Untersuchung habe keine Relevanz
Linder und Co. weisen in ihrer Mitteilung darauf hin, dass zum Zeitpunkt der Probeentnahme im Sommer das illegale Deponieren und Lagern von Abfall wie Altschotter, Eisenbahnschwellen und Pressschlämmen im Steinbruch bereits gestoppt gewesen sei. Weshalb die kantonale Untersuchung für die Aufklärung der Angelegenheit «keine Relevanz» habe.
Dazu wiederholte das Trio seine Hauptargumente: Zeitlich falle das Fischsterben mit dem widerrechtlichen Deponieren von Altlasten aus dem Lötschberg-Scheiteltunnel, dem Ablagern von Giftschlämmen und der illegalen Aufbereitung von Altschotter der BLS zusammen.
Topografisch sei die Sache eindeutig, und in den toten Forellen habe man dieselben Gift- und Schadstoffe wie in Gleisaushub und teerölgetränkten Eisenbahnschwellen gefunden.
Überdies hätten Farbversuche eine direkte hydrologische Verbindung zwischen Deponie und Quellen des Sees nachgewiesen.
Fronten sind heillos verhärtet
Beim Berner Amt für Wasser und Abfall (AWA) sieht man es anders. Hinter vorgehaltener Hand werden alternative Theorien für das Fischsterben herumgereicht. Und die Frage gestellt, weshalb von den Giften nicht einmal Spuren nachgewiesen wurden.
Erklärung der Blausee AG: Die toxischen Stoffe seien durch Regen und hochstehendes Grundwasser ausgewaschen und «schwallartig» in das Gewässer gelangt; «fehlen diese Witterungsverhältnisse, lassen sich in den Wasserproben unter Umständen keine Schadstoffe nachweisen».
Zwischen Linder, Lüthi, Hildebrand und den Berner Behörden sind die Fronten heillos verhärtet – so sehr, dass es noch mehr Juristenfutter gibt.
Nach Informationen des SonntagsBlicks hat die Blausee AG bei der Staatsanwaltschaft Bern-Mittelland Strafanzeige gegen einen Mitarbeiter von Regierungsrat Neuhaus eingereicht. Sie wirft dem leitenden Beamten, der an der Aufarbeitung der Sache beteiligt ist und für den die Unschuldsvermutung gilt, Begünstigung und Urkundenfälschung im Amt vor.
Sogar von einer Vernichtung von Beweismitteln ist dabei die Rede.
Ausdruck einer grossen Nervosität
Kein Kommentar, heisst es auf Anfrage bei der kantonalen Verwaltung. Der Blausee AG wurde bekanntlich durch die Staatsanwaltschaft ein «Maulkorb» verhängt.

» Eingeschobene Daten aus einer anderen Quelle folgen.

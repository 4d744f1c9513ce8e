//! Background rotator
//!
//! Crossfades between a cyclic set of background assets, one per question.
//! A transition fades the current background out, swaps the asset, waits
//! until it can play, fades back in and then holds for a settle delay so the
//! new scene is visible before any content animates over it.

use async_trait::async_trait;
use parking_lot::Mutex;
use std::sync::Arc;
use std::time::Duration;
use tokio::task::JoinHandle;

/// The visual surface that shows the background
#[async_trait]
pub trait BackgroundSurface: Send + Sync {
    async fn fade_out(&self, duration: Duration);

    /// Replace the underlying asset
    async fn swap(&self, asset: &str);

    /// Resolve once the swapped asset is loaded and playing
    async fn wait_playable(&self);

    async fn fade_in(&self, duration: Duration);
}

/// What `begin_transition` did
#[derive(Debug, Clone, Copy, PartialEq, Eq)]
pub enum TransitionStart {
    /// The asset is already showing; the completion ran immediately
    AlreadyCurrent,
    /// A fade to the asset was already running; its completion now goes to
    /// the new caller
    Joined { asset_index: usize },
    /// A fade started. Content should be hidden until completion.
    Fading { asset_index: usize },
}

type Completion = Box<dyn FnOnce() + Send>;

#[derive(Default)]
struct CompletionSlot {
    completion: Option<Completion>,
    finished: bool,
}

struct PendingTransition {
    asset_index: usize,
    slot: Arc<Mutex<CompletionSlot>>,
    task: JoinHandle<()>,
}

pub struct BackgroundRotator {
    assets: Vec<String>,
    surface: Arc<dyn BackgroundSurface>,
    fade_duration: Duration,
    settle_delay: Duration,

    /// Asset index currently shown (or being faded to)
    current: Option<usize>,

    pending: Option<PendingTransition>,
}

impl BackgroundRotator {
    pub fn new(
        assets: Vec<String>,
        surface: Arc<dyn BackgroundSurface>,
        fade_duration: Duration,
        settle_delay: Duration,
    ) -> Self {
        if assets.is_empty() {
            tracing::warn!("Background rotator has no assets; transitions complete immediately");
        }
        Self {
            assets,
            surface,
            fade_duration,
            settle_delay,
            current: None,
            pending: None,
        }
    }

    /// Mark `asset_index` as already showing (e.g. the page opened with it)
    pub fn with_initial(mut self, asset_index: usize) -> Self {
        if !self.assets.is_empty() {
            self.current = Some(asset_index % self.assets.len());
        }
        self
    }

    pub fn assets(&self) -> &[String] {
        &self.assets
    }

    pub fn asset_index_for(&self, question_index: usize) -> Option<usize> {
        (!self.assets.is_empty()).then(|| question_index % self.assets.len())
    }

    pub fn current_asset(&self) -> Option<&str> {
        self.current.map(|i| self.assets[i].as_str())
    }

    pub fn is_transitioning(&self) -> bool {
        self.pending
            .as_ref()
            .map(|p| !p.slot.lock().finished)
            .unwrap_or(false)
    }

    /// Transition to the background for `question_index`
    ///
    /// `on_complete` runs once the new background is settled, or right away
    /// if it is already showing. A later call supersedes this one: an
    /// aborted transition never runs its completion.
    pub fn begin_transition<F>(&mut self, question_index: usize, on_complete: F) -> TransitionStart
    where
        F: FnOnce() + Send + 'static,
    {
        let Some(asset_index) = self.asset_index_for(question_index) else {
            on_complete();
            return TransitionStart::AlreadyCurrent;
        };

        if let Some(pending) = &self.pending {
            let mut slot = pending.slot.lock();
            if !slot.finished && pending.asset_index == asset_index {
                slot.completion = Some(Box::new(on_complete));
                tracing::debug!("Joined running transition to background {}", asset_index);
                return TransitionStart::Joined { asset_index };
            }
        }
        self.abort_pending();

        if self.current == Some(asset_index) {
            tracing::debug!("Background {} already showing", asset_index);
            on_complete();
            return TransitionStart::AlreadyCurrent;
        }

        tracing::debug!(
            "Transitioning background to {} ({})",
            asset_index,
            self.assets[asset_index]
        );

        let slot = Arc::new(Mutex::new(CompletionSlot {
            completion: Some(Box::new(on_complete)),
            finished: false,
        }));

        let task = {
            let slot = slot.clone();
            let surface = self.surface.clone();
            let asset = self.assets[asset_index].clone();
            let fade = self.fade_duration;
            let settle = self.settle_delay;

            tokio::spawn(async move {
                surface.fade_out(fade).await;
                surface.swap(&asset).await;
                surface.wait_playable().await;
                surface.fade_in(fade).await;
                tokio::time::sleep(settle).await;

                let completion = {
                    let mut slot = slot.lock();
                    slot.finished = true;
                    slot.completion.take()
                };
                if let Some(completion) = completion {
                    completion();
                }
            })
        };

        self.current = Some(asset_index);
        self.pending = Some(PendingTransition {
            asset_index,
            slot,
            task,
        });

        TransitionStart::Fading { asset_index }
    }

    /// Abort any running transition without starting another
    pub fn cancel(&mut self) {
        self.abort_pending();
    }

    fn abort_pending(&mut self) {
        let Some(pending) = self.pending.take() else {
            return;
        };

        let finished = {
            let mut slot = pending.slot.lock();
            slot.completion = None;
            slot.finished
        };
        pending.task.abort();

        if !finished {
            // The surface stopped mid-fade; the next request must fade again
            self.current = None;
            tracing::debug!("Aborted transition to background {}", pending.asset_index);
        }
    }
}

impl Drop for BackgroundRotator {
    fn drop(&mut self) {
        self.abort_pending();
    }
}

/// Headless surface that logs each step and sleeps for the fade durations
#[derive(Debug, Default)]
pub struct LoggingSurface;

#[async_trait]
impl BackgroundSurface for LoggingSurface {
    async fn fade_out(&self, duration: Duration) {
        tracing::debug!("Background fade out ({:?})", duration);
        tokio::time::sleep(duration).await;
    }

    async fn swap(&self, asset: &str) {
        tracing::info!("Background -> {}", asset);
    }

    async fn wait_playable(&self) {}

    async fn fade_in(&self, duration: Duration) {
        tracing::debug!("Background fade in ({:?})", duration);
        tokio::time::sleep(duration).await;
    }
}

#[cfg(test)]
mod tests {
    use super::*;
    use std::sync::atomic::{AtomicUsize, Ordering};

    /// Surface that records every step it performs
    #[derive(Default)]
    struct RecordingSurface {
        steps: Mutex<Vec<String>>,
    }

    impl RecordingSurface {
        fn fade_outs(&self) -> usize {
            self.steps.lock().iter().filter(|s| *s == "fade_out").count()
        }
    }

    #[async_trait]
    impl BackgroundSurface for RecordingSurface {
        async fn fade_out(&self, duration: Duration) {
            self.steps.lock().push("fade_out".to_string());
            tokio::time::sleep(duration).await;
        }

        async fn swap(&self, asset: &str) {
            self.steps.lock().push(format!("swap:{asset}"));
        }

        async fn wait_playable(&self) {
            tokio::time::sleep(Duration::from_millis(50)).await;
        }

        async fn fade_in(&self, duration: Duration) {
            self.steps.lock().push("fade_in".to_string());
            tokio::time::sleep(duration).await;
        }
    }

    fn rotator(surface: Arc<RecordingSurface>) -> BackgroundRotator {
        BackgroundRotator::new(
            vec!["a.mp4".into(), "b.mp4".into(), "c.mp4".into()],
            surface,
            Duration::from_millis(300),
            Duration::from_millis(500),
        )
    }

    fn counter() -> (Arc<AtomicUsize>, impl Fn() -> Box<dyn FnOnce() + Send>) {
        let count = Arc::new(AtomicUsize::new(0));
        let make = {
            let count = count.clone();
            move || {
                let count = count.clone();
                Box::new(move || {
                    count.fetch_add(1, Ordering::SeqCst);
                }) as Box<dyn FnOnce() + Send>
            }
        };
        (count, make)
    }

    #[tokio::test(start_paused = true)]
    async fn test_transition_runs_full_sequence() {
        let surface = Arc::new(RecordingSurface::default());
        let mut rotator = rotator(surface.clone());
        let (done, completion) = counter();

        let start = tokio::time::Instant::now();
        assert_eq!(
            rotator.begin_transition(4, completion()),
            TransitionStart::Fading { asset_index: 1 }
        );
        assert!(rotator.is_transitioning());

        tokio::time::sleep(Duration::from_millis(1000)).await;
        assert_eq!(done.load(Ordering::SeqCst), 0, "settle delay not yet elapsed");

        tokio::time::sleep(Duration::from_millis(200)).await;
        assert_eq!(done.load(Ordering::SeqCst), 1);
        assert!(start.elapsed() >= Duration::from_millis(1150));
        assert_eq!(
            *surface.steps.lock(),
            vec!["fade_out", "swap:b.mp4", "fade_in"]
        );
        assert_eq!(rotator.current_asset(), Some("b.mp4"));
    }

    #[tokio::test(start_paused = true)]
    async fn test_same_asset_is_idempotent() {
        let surface = Arc::new(RecordingSurface::default());
        let mut rotator = rotator(surface.clone());
        let (done, completion) = counter();

        rotator.begin_transition(0, completion());
        assert_eq!(
            rotator.begin_transition(0, completion()),
            TransitionStart::Joined { asset_index: 0 }
        );
        tokio::time::sleep(Duration::from_secs(2)).await;

        // Index 3 wraps around to the same asset
        assert_eq!(
            rotator.begin_transition(3, completion()),
            TransitionStart::AlreadyCurrent
        );

        assert_eq!(surface.fade_outs(), 1);
        assert_eq!(done.load(Ordering::SeqCst), 2);
    }

    #[tokio::test(start_paused = true)]
    async fn test_superseded_transition_never_completes() {
        let surface = Arc::new(RecordingSurface::default());
        let mut rotator = rotator(surface.clone());
        let (first, first_completion) = counter();
        let (second, second_completion) = counter();

        rotator.begin_transition(0, first_completion());
        tokio::time::sleep(Duration::from_millis(100)).await;
        rotator.begin_transition(1, second_completion());

        tokio::time::sleep(Duration::from_secs(3)).await;
        assert_eq!(first.load(Ordering::SeqCst), 0);
        assert_eq!(second.load(Ordering::SeqCst), 1);
        assert_eq!(rotator.current_asset(), Some("b.mp4"));
    }

    #[tokio::test(start_paused = true)]
    async fn test_cancel_forgets_unfinished_asset() {
        let surface = Arc::new(RecordingSurface::default());
        let mut rotator = rotator(surface.clone());
        let (done, completion) = counter();

        rotator.begin_transition(2, completion());
        rotator.cancel();
        assert!(!rotator.is_transitioning());
        assert_eq!(rotator.current_asset(), None);

        tokio::time::sleep(Duration::from_secs(3)).await;
        assert_eq!(done.load(Ordering::SeqCst), 0);

        // Requesting the same asset again fades again
        assert!(matches!(
            rotator.begin_transition(2, completion()),
            TransitionStart::Fading { .. }
        ));
    }

    #[tokio::test]
    async fn test_empty_asset_set_completes_immediately() {
        let mut rotator = BackgroundRotator::new(
            vec![],
            Arc::new(LoggingSurface),
            Duration::ZERO,
            Duration::ZERO,
        );
        let (done, completion) = counter();
        assert_eq!(
            rotator.begin_transition(7, completion()),
            TransitionStart::AlreadyCurrent
        );
        assert_eq!(done.load(Ordering::SeqCst), 1);
    }
}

Sicher ist, dass es sich nicht um die erste solche Aktion in diesem Fall handelt. Die Blausee AG hatte bereits Anzeige gegen unbekannt eingereicht und damit das Verfahren im Umweltskandal angestossen.
Die Firma Vigier, die den Steinbruch betreibt, hatte später Stefan Linder verzeigt, dieser wiederum den Journalisten des SonntagsBlicks.
Das eifrige Bemühen der Justiz ist wohl Ausdruck einer grossen Nervosität. Denn es geht um viel. Dass im Steinbruch gegen geltendes Recht verstossen wurde, steht ausser Frage.
Entscheidend für das Verfahren, bei dem die Blausee-Besitzer als Privatkläger auftreten, ist jedoch der Nachweis, dass es zwischen Steinbruch und Forellensterben einen klaren kausalen Zusammenhang gibt.
Vor diesem Hintergrund war die kantonale Untersuchung ein Paukenschlag. Da blieben nur die toten Fische ruhig.